Ms. Rema Dawson-Murdock (“Rema”) sued her deceased husband’s (“Wayne”) employer, National Counseling Group, Inc. (“NCG”) for breach of fiduciary duties regarding administration of their group life insurance plan (“Insurance”). She sued NCG for (1) failing to inform or misinform Wayne about his continued eligibility under the Insurance; and (2) providing improper advice to a plan beneficiary. NCG argued that neither it nor the VP were “acting as a fiduciary” when managing Rema’s claim. Though the district court dismissed her claims, the appellate court agreed with Rema. Employers now have additional guidance on what it means to function as a fiduciary regarding plan decisions.
As a full-time employee, Wayne qualified for and paid premiums for the Insurance; these payments continued when he changed to part-time status. Upon his death, Rema, as the primary beneficiary, filed a claim for benefits. The VP called Rema before she received Insurance’s response to her claim, informing her NCG would pay the claim and settle matters with the Insurance. However, three days after the VP’s call, Insurance denied her claim, citing Wayne’s change to part-time status and his failure to convert the coverage. Rema, reassured by the VP, failed to file a timely appeal with Insurance. However, shortly after the window for appeal passed, the VP informed Rema NCG would not pay her money on the claim. Rema filed suit for breach of fiduciary duties as outlined.

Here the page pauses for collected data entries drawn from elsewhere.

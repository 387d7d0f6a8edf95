//! Per-frame simulation tick
//!
//! Advances the clock by the frame's wall-clock delta, then either plays
//! the jump/landing logic or the death animation.

use super::lane::Intent;
use super::state::{GamePhase, GameState};

/// Input collected since the previous tick
#[derive(Debug, Clone, Default)]
pub struct TickInput {
    /// Directional intent (at most one; extras mid-jump are dropped anyway)
    pub intent: Option<Intent>,
    /// Leave the start screen
    pub start: bool,
}

/// Advance the game by one frame of `dt` seconds
pub fn tick(state: &mut GameState, input: &TickInput, dt: f32) {
    // Intents are checked against the phase they were issued in
    if let Some(intent) = input.intent {
        state.handle_intent(intent);
    }
    if input.start {
        state.start();
    }

    let dt = dt.max(0.0);
    state.clock += dt as f64;

    match state.phase {
        GamePhase::NotStarted => {}

        GamePhase::Playing => {
            let tuning = &state.tuning;
            state
                .actor
                .animate(state.clock, tuning.jump_duration, tuning.jump_height);

            // Landing detection runs on the clock, not on animation progress
            state.resolve_landing();

            let tuning = &state.tuning;
            state.camera.follow(
                state.actor.position.z,
                tuning.camera_offset,
                tuning.camera_lerp,
            );
        }

        GamePhase::Dead => {
            let tuning = &state.tuning;
            state.actor.sink(dt, tuning.sink_speed, tuning.sink_floor);
            state.announce_game_over();
        }
    }
}
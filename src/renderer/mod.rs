//! Renderer-facing view of the simulation
//!
//! No GPU code lives here: the page renderer consumes `SceneSnapshot`s and
//! the pad events drained from `GameState`.

pub mod instance;
pub mod scene;

pub use instance::{ActorInstance, PadInstance};
pub use scene::{SceneSnapshot, projection_matrix, view_matrix, view_projection};
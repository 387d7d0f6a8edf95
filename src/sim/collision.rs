//! Landing resolution
//!
//! Runs exactly once per jump, at the landing instant reported by
//! [`Actor::poll_landing`](super::actor::Actor::poll_landing).

use super::actor::Landing;
use super::world::WorldStrip;

/// Result of a landing check
#[derive(Debug, Clone, Copy, PartialEq, Eq)]
pub enum LandingOutcome {
    /// Landed on a pad
    Safe,
    /// Landed in the water
    Splash,
}

impl LandingOutcome {
    #[inline]
    pub fn is_fatal(self) -> bool {
        self == LandingOutcome::Splash
    }
}

/// Check the destination cell of a landing against the live pads
pub fn resolve_landing(world: &WorldStrip, landing: Landing) -> LandingOutcome {
    if world.has_platform_at(landing.lane, landing.row) {
        LandingOutcome::Safe
    } else {
        LandingOutcome::Splash
    }
}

What happened? In a nutshell, NCG failed to perform its fiduciary duties. Here’s what they missed: fiduciaries are not only the plan administrator or those “named” in a plan document, but may also be “any individual who ‘de facto’ performs specified discretionary” duties respecting management, assets, or administration of the plan.
NCG was listed in the Summary Plan Description as both the plan administrator and the “named fiduciary.” The Supreme Court recognized in Mertens* that a named fiduciary is “an ERISA fiduciary” and in other cases made clear that “conveying information about plan benefits to a beneficiary to assist plan-related decision may be fiduciary activity.” Additionally, the Department of Labor states that a plan administrator, by its very nature as such, is a “functional” fiduciary.
Even though the VP of NCG was not the plan administrator or a “named fiduciary,” when he instructed Rema (i.e. provided “tailored advice”) not to appeal the Insurance claim denial, he acted in a fiduciary capacity. Conduct by an employee acting with the plan administrator’s authority is considered “discretionary activity in the administration of the plan” and is therefore a fiduciary activity under ERISA.
ERISA specifies two types of fiduciaries: “named fiduciaries” and “functional fiduciaries.” A named fiduciary is just as it sounds: named in the plan documents. A functional fiduciary is any person who:
1. exercises discretionary authority or control over management of the plan or disposition of plan assets;
2. gives investment advice for a fee; or
3. has any discretionary authority or responsibility in the administration of such plan.
Employers: identify “named fiduciaries” of benefit plans and identify and educate individuals who perform fiduciary-like duties (i.e., “functional” duties). The appellate court made clear that a participant or beneficiary (e.g. Wayne & Rema) does not have to allege a plan administrator or named fiduciaries also satisfy the functional fiduciary test to assert an ERISA claim. Anyone who performs functional duties may be considered a fiduciary.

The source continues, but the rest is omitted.